▶ Work to be completed
Taking the line with "let anns = session" as the first and the line with "async fn load_more_extends_until_complete()" as the last, set down exactly every line in that range from the entries below, and no more.

▶ Saved entries

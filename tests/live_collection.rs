mod support;

use std::sync::atomic::Ordering;
use std::sync::{Arc, Mutex};
use std::time::Duration;

use support::slow_transport::SlowTransport;
use support::task::Task;
use synced_rust::{
    Cursor, Direction, FetchError, Identity, InMemoryStore, ResourceChange, StoreTransport,
    SyncSession, VersionedStore,
};

fn by_created_at() -> Cursor {
    Cursor::new::<Task>("created_at", Direction::Ascending)
}

async fn seeded_store(tasks: &[Task]) -> InMemoryStore {
    let store = InMemoryStore::new();
    for task in tasks {
        store.create(task).await.unwrap();
    }
    store
}

fn ids(tasks: &[Task]) -> Vec<String> {
    tasks.iter().map(|t| t.id.clone()).collect()
}

#[tokio::test]
async fn collection_reflects_server_push_events() {
    let store = seeded_store(&[
        Task::new("a", "ann", "first", 1),
        Task::new("b", "ann", "second", 2),
    ])
    .await;
    let session = SyncSession::new(StoreTransport::new(store.clone()), store);

    let tasks = session
        .collection::<Task>(by_created_at().with_page_size(2))
        .await
        .unwrap();
    assert!(tasks.is_complete());
    assert_eq!(ids(&tasks.current()), vec!["a", "b"]);

    // The server reports "a" gone.
    session.publish(&ResourceChange::removal::<Task>(
        Identity::new().with("id", &"a"),
    ));
    assert_eq!(ids(&tasks.current()), vec!["b"]);

    // Then a new task with the lowest ordering value appears.
    session.publish(&ResourceChange::addition(&Task::new("c", "ann", "third", 1)).unwrap());
    assert_eq!(ids(&tasks.current()), vec!["c", "b"]);
}

#[tokio::test(start_paused = true)]
async fn concurrent_subscribers_share_one_fetch() {
    let store = seeded_store(&[Task::new("a", "ann", "first", 1)]).await;
    let transport = SlowTransport::new(
        StoreTransport::new(store.clone()),
        Duration::from_millis(50),
    );
    let fetches = transport.page_fetches();
    let session = SyncSession::new(transport, store);

    let cursor = by_created_at();
    let (first, second, third) = tokio::join!(
        session.collection::<Task>(cursor.clone()),
        session.collection::<Task>(cursor.clone()),
        session.collection::<Task>(cursor.clone()),
    );
    let first = first.unwrap();
    let second = second.unwrap();
    let third = third.unwrap();

    assert_eq!(fetches.load(Ordering::SeqCst), 1);
    assert_eq!(session.live_artifacts(), 1);
    assert_eq!(first.fingerprint(), second.fingerprint());
    assert_eq!(ids(&first.current()), ids(&third.current()));

    // Eviction is reference-count driven: only the last drop releases.
    drop(first);
    drop(second);
    assert_eq!(session.live_artifacts(), 1);
    drop(third);
    assert_eq!(session.live_artifacts(), 0);

    // A fresh subscription fetches again.
    let again = session.collection::<Task>(cursor).await.unwrap();
    assert_eq!(fetches.load(Ordering::SeqCst), 2);
    assert_eq!(ids(&again.current()), vec!["a"]);
}

#[tokio::test]
async fn filtered_collections_gate_additions() {
    let store = seeded_store(&[Task::new("a", "ann", "first", 1)]).await;
    let session = SyncSession::new(StoreTransport::new(store.clone()), store);

    let anns = session
        .collection::<Task>(by_created_at().with_filter("owner", &"ann"))
        .await
        .unwrap();
    assert_eq!(ids(&anns.current()), vec!["a"]);

    session.publish(&ResourceChange::addition(&Task::new("b", "bob", "other", 2)).unwrap());
    assert_eq!(ids(&anns.current()), vec!["a"]);

    session.publish(&ResourceChange::addition(&Task::new("c", "ann", "hers", 2)).unwrap());
    assert_eq!(ids(&anns.current()), vec!["a", "c"]);
}

#[tokio::test]
async fn update_does_not_reorder_live_collection() {
    let store = seeded_store(&[
        Task::new("a", "ann", "first", 1),
        Task::new("b", "ann", "second", 2),
    ])
    .await;
    let session = SyncSession::new(StoreTransport::new(store.clone()), store);

    let tasks = session.collection::<Task>(by_created_at()).await.unwrap();

    let mut partial = synced_rust::AttrMap::new();
    partial.insert("created_at".into(), serde_json::Value::from(99));
    session.publish(&ResourceChange::update::<Task>(
        Identity::new().with("id", &"a"),
        partial,
    ));

    // Ordering-attribute drift does not move the element.
    let current = tasks.current();
    assert_eq!(ids(&current), vec!["a", "b"]);
    assert_eq!(current[0].created_at, 99);
}

#[tokio::test]
async fn load_more_extends_until_complete() {
    let all: Vec<Task> = (1..=5)
        .map(|i| Task::new(&format!("t{}", i), "ann", "work", i))
        .collect();
    let store = seeded_store(&all).await;
    let session = SyncSession::new(StoreTransport::new(store.clone()), store);

    let tasks = session
        .collection::<Task>(by_created_at().with_page_size(2))
        .await
        .unwrap();
    assert!(!tasks.is_complete());
    assert_eq!(tasks.current().len(), 2);

    assert!(session.load_more(&tasks).await.unwrap());
    assert_eq!(tasks.current().len(), 4);

    assert!(session.load_more(&tasks).await.unwrap());
    assert_eq!(tasks.current().len(), 5);
    assert!(tasks.is_complete());

    assert!(!session.load_more(&tasks).await.unwrap());
    assert_eq!(ids(&tasks.current()), vec!["t1", "t2", "t3", "t4", "t5"]);
}

#[tokio::test]
async fn live_resource_follows_changes() {
    let store = seeded_store(&[Task::new("a", "ann", "first", 1)]).await;
    let session = SyncSession::new(StoreTransport::new(store.clone()), store);

    let identity = Identity::new().with("id", &"a");
    let task = session.resource::<Task>(identity.clone()).await.unwrap();
    assert_eq!(task.current().unwrap().title, "first");

    let mut partial = synced_rust::AttrMap::new();
    partial.insert("title".into(), serde_json::Value::String("renamed".into()));
    session.publish(&ResourceChange::update::<Task>(identity.clone(), partial));
    assert_eq!(task.current().unwrap().title, "renamed");

    session.publish(&ResourceChange::removal::<Task>(identity));
    assert!(task.current().is_none());
}

#[tokio::test]
async fn missing_resource_fails_with_not_found() {
    let store = InMemoryStore::new();
    let session = SyncSession::new(StoreTransport::new(store.clone()), store);

    let err = session
        .resource::<Task>(Identity::new().with("id", &"ghost"))
        .await
        .unwrap_err();
    assert_eq!(err, FetchError::NotFound);
    assert_eq!(session.live_artifacts(), 0);
}

#[tokio::test]
async fn observers_see_optimistic_then_confirmed() {
    let store = seeded_store(&[Task::new("a", "ann", "first", 1)]).await;
    let session = SyncSession::new(StoreTransport::new(store.clone()), store);

    let tasks = session.collection::<Task>(by_created_at()).await.unwrap();

    let seen: Arc<Mutex<Vec<Vec<String>>>> = Arc::new(Mutex::new(Vec::new()));
    let sink = Arc::clone(&seen);
    tasks.observe(move |items| {
        sink.lock().unwrap().push(items.iter().map(|t| t.id.clone()).collect());
    });

    session
        .create(Task::new("b", "ann", "second", 2))
        .await
        .unwrap();

    // One notification for the optimistic overlay, one for the confirmed
    // change; both already include the new task.
    let seen = seen.lock().unwrap();
    assert_eq!(seen.len(), 2);
    assert_eq!(seen[0], vec!["a", "b"]);
    assert_eq!(seen[1], vec!["a", "b"]);
    assert_eq!(session.pending_mutations(), 0);
}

▶ Response to the exercise
    let anns = session
        .collection::<Task>(by_created_at().with_filter("owner", &"ann"))
        .await
        .unwrap();
    assert_eq!(ids(&anns.current()), vec!["a"]);

    session.publish(&ResourceChange::addition(&Task::new("b", "bob", "other", 2)).unwrap());
    assert_eq!(ids(&anns.current()), vec!["a"]);

    session.publish(&ResourceChange::addition(&Task::new("c", "ann", "hers", 2)).unwrap());
    assert_eq!(ids(&anns.current()), vec!["a", "c"]);
}

#[tokio::test]
async fn update_does_not_reorder_live_collection() {
    let store = seeded_store(&[
        Task::new("a", "ann", "first", 1),
        Task::new("b", "ann", "second", 2),
    ])
    .await;
    let session = SyncSession::new(StoreTransport::new(store.clone()), store);

    let tasks = session.collection::<Task>(by_created_at()).await.unwrap();

    let mut partial = synced_rust::AttrMap::new();
    partial.insert("created_at".into(), serde_json::Value::from(99));
    session.publish(&ResourceChange::update::<Task>(
        Identity::new().with("id", &"a"),
        partial,
    ));

    // Ordering-attribute drift does not move the element.
    let current = tasks.current();
    assert_eq!(ids(&current), vec!["a", "b"]);
    assert_eq!(current[0].created_at, 99);
}

#[tokio::test]
async fn load_more_extends_until_complete() {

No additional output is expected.